Task requirements: Please state the number of lines in the listing that contain the word "runtime", and nothing else.

[Raw data Boundary: Start]

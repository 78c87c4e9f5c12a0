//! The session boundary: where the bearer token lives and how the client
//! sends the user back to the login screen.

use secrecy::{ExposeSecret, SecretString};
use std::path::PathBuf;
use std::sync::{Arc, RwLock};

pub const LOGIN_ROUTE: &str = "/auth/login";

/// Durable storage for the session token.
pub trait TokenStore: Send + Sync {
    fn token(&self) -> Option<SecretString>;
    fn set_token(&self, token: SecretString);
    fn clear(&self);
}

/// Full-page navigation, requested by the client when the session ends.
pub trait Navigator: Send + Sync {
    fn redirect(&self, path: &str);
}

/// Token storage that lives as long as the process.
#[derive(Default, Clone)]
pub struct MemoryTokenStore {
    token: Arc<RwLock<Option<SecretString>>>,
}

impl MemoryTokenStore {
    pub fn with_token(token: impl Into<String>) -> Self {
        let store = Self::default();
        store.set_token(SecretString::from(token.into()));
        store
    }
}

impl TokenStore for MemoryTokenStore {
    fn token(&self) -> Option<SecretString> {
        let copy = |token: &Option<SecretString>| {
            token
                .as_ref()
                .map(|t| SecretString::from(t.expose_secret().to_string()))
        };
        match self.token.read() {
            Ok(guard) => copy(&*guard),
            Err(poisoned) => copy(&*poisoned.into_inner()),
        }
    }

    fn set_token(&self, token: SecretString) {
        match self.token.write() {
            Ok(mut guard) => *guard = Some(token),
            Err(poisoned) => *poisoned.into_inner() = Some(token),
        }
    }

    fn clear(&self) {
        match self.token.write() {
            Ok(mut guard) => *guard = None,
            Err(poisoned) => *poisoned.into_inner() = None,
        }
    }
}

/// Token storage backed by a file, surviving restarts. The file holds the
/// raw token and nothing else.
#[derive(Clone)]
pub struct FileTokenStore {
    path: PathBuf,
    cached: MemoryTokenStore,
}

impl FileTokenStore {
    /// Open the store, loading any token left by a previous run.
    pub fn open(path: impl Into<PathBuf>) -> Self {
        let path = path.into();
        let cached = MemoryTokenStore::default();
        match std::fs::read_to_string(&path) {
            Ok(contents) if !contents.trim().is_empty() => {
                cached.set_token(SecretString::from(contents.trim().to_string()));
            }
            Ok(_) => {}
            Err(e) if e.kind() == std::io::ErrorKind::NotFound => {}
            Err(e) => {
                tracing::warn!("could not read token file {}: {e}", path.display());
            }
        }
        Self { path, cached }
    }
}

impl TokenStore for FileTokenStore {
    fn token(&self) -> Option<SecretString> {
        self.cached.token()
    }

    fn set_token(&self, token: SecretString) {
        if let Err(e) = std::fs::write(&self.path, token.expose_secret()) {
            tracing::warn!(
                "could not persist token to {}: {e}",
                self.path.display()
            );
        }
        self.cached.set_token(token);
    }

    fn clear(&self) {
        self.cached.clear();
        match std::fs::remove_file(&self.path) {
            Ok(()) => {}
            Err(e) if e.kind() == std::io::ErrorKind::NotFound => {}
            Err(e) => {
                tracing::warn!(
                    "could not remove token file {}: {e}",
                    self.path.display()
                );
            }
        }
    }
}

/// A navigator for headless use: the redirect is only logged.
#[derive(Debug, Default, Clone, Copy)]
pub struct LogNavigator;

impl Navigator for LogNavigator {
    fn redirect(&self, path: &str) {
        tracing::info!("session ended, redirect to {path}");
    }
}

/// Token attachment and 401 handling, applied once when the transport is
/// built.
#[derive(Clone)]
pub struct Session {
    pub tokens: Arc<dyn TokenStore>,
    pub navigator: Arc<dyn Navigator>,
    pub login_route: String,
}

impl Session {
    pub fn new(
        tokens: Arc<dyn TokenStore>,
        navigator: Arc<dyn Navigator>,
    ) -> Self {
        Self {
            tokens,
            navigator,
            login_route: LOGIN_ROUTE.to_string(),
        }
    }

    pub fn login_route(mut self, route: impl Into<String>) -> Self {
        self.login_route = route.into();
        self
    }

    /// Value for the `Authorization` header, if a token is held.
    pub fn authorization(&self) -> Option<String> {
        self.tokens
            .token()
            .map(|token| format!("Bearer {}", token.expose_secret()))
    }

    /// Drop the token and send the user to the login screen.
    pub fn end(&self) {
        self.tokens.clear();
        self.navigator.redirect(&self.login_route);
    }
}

[Raw data Boundary: End]
[Raw data Boundary: Start]

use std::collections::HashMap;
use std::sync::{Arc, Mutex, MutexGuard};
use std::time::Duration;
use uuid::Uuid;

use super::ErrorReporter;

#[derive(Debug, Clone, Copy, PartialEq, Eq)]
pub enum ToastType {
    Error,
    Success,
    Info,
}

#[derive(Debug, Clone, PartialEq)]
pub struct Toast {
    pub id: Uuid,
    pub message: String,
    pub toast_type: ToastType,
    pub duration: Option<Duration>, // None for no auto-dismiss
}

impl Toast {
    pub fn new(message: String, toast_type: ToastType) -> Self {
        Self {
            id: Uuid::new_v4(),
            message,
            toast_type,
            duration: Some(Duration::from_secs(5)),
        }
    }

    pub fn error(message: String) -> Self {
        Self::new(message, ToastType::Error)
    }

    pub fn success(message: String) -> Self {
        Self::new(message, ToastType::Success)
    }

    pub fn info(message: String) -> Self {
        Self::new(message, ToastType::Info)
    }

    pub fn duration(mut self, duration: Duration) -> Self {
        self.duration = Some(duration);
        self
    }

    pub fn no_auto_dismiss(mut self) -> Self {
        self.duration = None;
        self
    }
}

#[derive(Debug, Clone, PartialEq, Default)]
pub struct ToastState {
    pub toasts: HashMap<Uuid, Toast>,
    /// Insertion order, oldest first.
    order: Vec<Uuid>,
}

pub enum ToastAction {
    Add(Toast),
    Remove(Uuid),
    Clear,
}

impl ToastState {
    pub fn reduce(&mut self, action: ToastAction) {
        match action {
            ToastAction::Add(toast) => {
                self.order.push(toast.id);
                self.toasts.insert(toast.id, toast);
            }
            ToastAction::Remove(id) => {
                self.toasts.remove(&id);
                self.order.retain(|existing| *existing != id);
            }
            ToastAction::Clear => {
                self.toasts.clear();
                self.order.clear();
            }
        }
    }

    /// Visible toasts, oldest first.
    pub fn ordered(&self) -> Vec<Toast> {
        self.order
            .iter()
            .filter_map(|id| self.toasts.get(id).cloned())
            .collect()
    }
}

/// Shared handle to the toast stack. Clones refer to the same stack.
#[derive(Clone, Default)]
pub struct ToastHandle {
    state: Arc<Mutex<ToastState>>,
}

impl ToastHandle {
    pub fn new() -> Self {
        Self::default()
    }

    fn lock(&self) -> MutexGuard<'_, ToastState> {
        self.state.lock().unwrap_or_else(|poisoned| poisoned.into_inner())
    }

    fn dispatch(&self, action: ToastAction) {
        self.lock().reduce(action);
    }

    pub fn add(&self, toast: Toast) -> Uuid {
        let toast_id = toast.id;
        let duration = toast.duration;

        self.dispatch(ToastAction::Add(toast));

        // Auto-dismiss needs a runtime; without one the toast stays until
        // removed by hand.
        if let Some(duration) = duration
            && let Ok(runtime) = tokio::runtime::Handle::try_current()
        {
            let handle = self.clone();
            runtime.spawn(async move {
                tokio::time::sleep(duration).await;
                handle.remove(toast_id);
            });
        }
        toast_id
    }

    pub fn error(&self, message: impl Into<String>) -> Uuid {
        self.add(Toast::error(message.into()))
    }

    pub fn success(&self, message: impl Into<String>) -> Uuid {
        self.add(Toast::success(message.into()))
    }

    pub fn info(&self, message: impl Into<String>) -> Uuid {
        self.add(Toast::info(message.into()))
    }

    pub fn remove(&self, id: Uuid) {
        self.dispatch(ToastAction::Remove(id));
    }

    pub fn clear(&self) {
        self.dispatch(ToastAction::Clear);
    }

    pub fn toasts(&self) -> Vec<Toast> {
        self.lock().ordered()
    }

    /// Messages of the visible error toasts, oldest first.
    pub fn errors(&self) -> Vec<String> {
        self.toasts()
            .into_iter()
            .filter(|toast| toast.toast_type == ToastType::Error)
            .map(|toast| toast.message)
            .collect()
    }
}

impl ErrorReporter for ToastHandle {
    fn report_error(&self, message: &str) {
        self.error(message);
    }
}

[Raw data Boundary: End]

Final answer: 3